The Elsinore, named after the famous Elsinore Grand Prix, was the
lightest production motocrosser in the world, employing the latest
available technology and high-tech materials. Compared to the European
offerings, the Elsinore was vastly superior in user-friendliness,
ergonomics, carburetion, durability and electronics. The CR250M’s molded
plastic, satin-finished aluminum and magnesium in the engine cases
became the new standard. Elsinores became as popular as free beer.
In late 1972, Honda founder Soichiro Honda met with Don Jones, father of
the 1971 and 1972 AMA 250 National Champion Gary Jones. Don said, “Mr.
Honda wanted me to help develop the new Elsinore with Gary and DeWayne
as the riders. I was reluctant to switch from Yamaha, as we had helped
develop the YZ and were happy with the bike. Soichiro asked me how much
we were getting from Yamaha and my accessory business. I told him, and
he said, ‘I’ll double that.’ It was a done deal!”
At first, Gary and DeWayne struggled with the factory Honda. Reliability
issues and poor communication with the factory mechanics were factors.
Don told Honda that they didn’t want to race the works bike anymore, but
instead wanted to get production CR250Ms and develop them. If not, the
Jones gang would quit. Honda agreed to the terms, and Gary Jones went on
to win the 1973 AMA 250cc National Championship (and then switched to
Can-Am and won again in 1974).
1973 HONDA CR250M FACTS
WHAT THEY COST
Suggested retail in 1973 was $1145. This was close to what the European manufacturers were charging at the time. A piston cost $11.40, and rings were $3.00. This Early Years of Motocross Museum example is valued at $10,000. Recently, an unridden 1974 CR125M sold on Ebay for $17,500.
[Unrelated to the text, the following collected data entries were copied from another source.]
//! Packed integer array.
//!
//! An `Array` is an accessor over a node owned by an allocator. The node holds
//! an 8-byte header followed by elements packed at 0, 1, 2, 4, 8, 16, 32 or 64
//! bits. The width is the smallest one that fits every stored value; writing
//! a value outside the current bounds widens the node in place.
//!
//! Accessors do not own memory and do not point back at their parent.
//! Whenever a mutation moves the node (growth or copy-on-write) its ref
//! changes, and the caller patches the parent's slot through
//! [`ArrayParent`] using [`Array::update_parent`].

mod aggregate;
pub(crate) mod find;
pub mod header;
mod simd;
pub(crate) mod width;

use std::sync::Arc;
use strata_alloc::{Allocator, MemRef};
use strata_common::{is_ref_value, to_ref, Ref, Result, StrataError, NOT_FOUND};

pub use find::{
    Condition, ConditionKind, Equal, FindState, Greater, GreaterEqual, IntegerCondition, Less,
    LessEqual, NoCondition, NotEqual,
};
pub use header::{NodeHeader, WidthType, HEADER_SIZE};
pub use width::{bit_width, lbound_for_width, ubound_for_width};

use header::{
    calc_byte_size, read_header, set_header_capacity, set_header_context_flag, set_header_size,
    set_header_width, write_header, INITIAL_CAPACITY, MAX_ALIGNED_CAPACITY,
};
use width::{getter_for, setter_for, Getter, Setter};

/// Kind of node created by [`Array::create`].
#[derive(Debug, Clone, Copy, PartialEq, Eq)]
pub enum ArrayType {
    /// Plain integers.
    Normal,
    /// Elements may be refs to child nodes.
    HasRefs,
    /// Inner node of a B+-tree (implies refs).
    InnerBptreeNode,
}

/// A node that stores the refs of its children.
pub trait ArrayParent {
    /// Stores `new_ref` in child slot `child_ndx`.
    fn update_child_ref(&mut self, child_ndx: usize, new_ref: Ref) -> Result<()>;

    /// Returns the ref stored in child slot `child_ndx`.
    fn get_child_ref(&self, child_ndx: usize) -> Ref;
}

/// Accessor over a packed integer node.
#[derive(Clone)]
pub struct Array {
    alloc: Arc<dyn Allocator>,
    ref_: Ref,
    /// First element byte; null when detached.
    data: *mut u8,
    size: usize,
    /// Allocated bytes, header included.
    capacity: usize,
    width: usize,
    wtype: WidthType,
    is_inner_bptree_node: bool,
    has_refs: bool,
    context_flag: bool,
    lbound: i64,
    ubound: i64,
    getter: Getter,
    setter: Setter,
    ndx_in_parent: usize,
}

// SAFETY: an accessor only reads through `&self`; every write goes through
// `&mut self`, so sharing follows the usual borrow rules.
unsafe impl Send for Array {}
unsafe impl Sync for Array {}

impl std::fmt::Debug for Array {
    fn fmt(&self, f: &mut std::fmt::Formatter<'_>) -> std::fmt::Result {
        f.debug_struct("Array")
            .field("ref", &self.ref_)
            .field("size", &self.size)
            .field("width", &self.width)
            .field("has_refs", &self.has_refs)
            .field("inner", &self.is_inner_bptree_node)
            .finish()
    }
}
The CR250M and an enduro/street-legal two-stroke model (dubbed the MT250) were the only two-strokes in Honda’s lineup until they were joined by the CR125M in 1974. The CR125 was a bigger success than the CR250, first, because it was a better bike and, second, because American teenagers flocked to the 125 class.
WHAT TO LOOK FOR
Most important is to find an Elsinore with a clean, undented tank. New and original tanks have sold for as much as $2000 on the vintage market. Elsinores came with lightweight finned shocks that were often replaced with Konis. For the collector, stock is best! Stock-stamped exhaust pipes with the original ribbed silencers, molded side panels and original levers are difficult to source.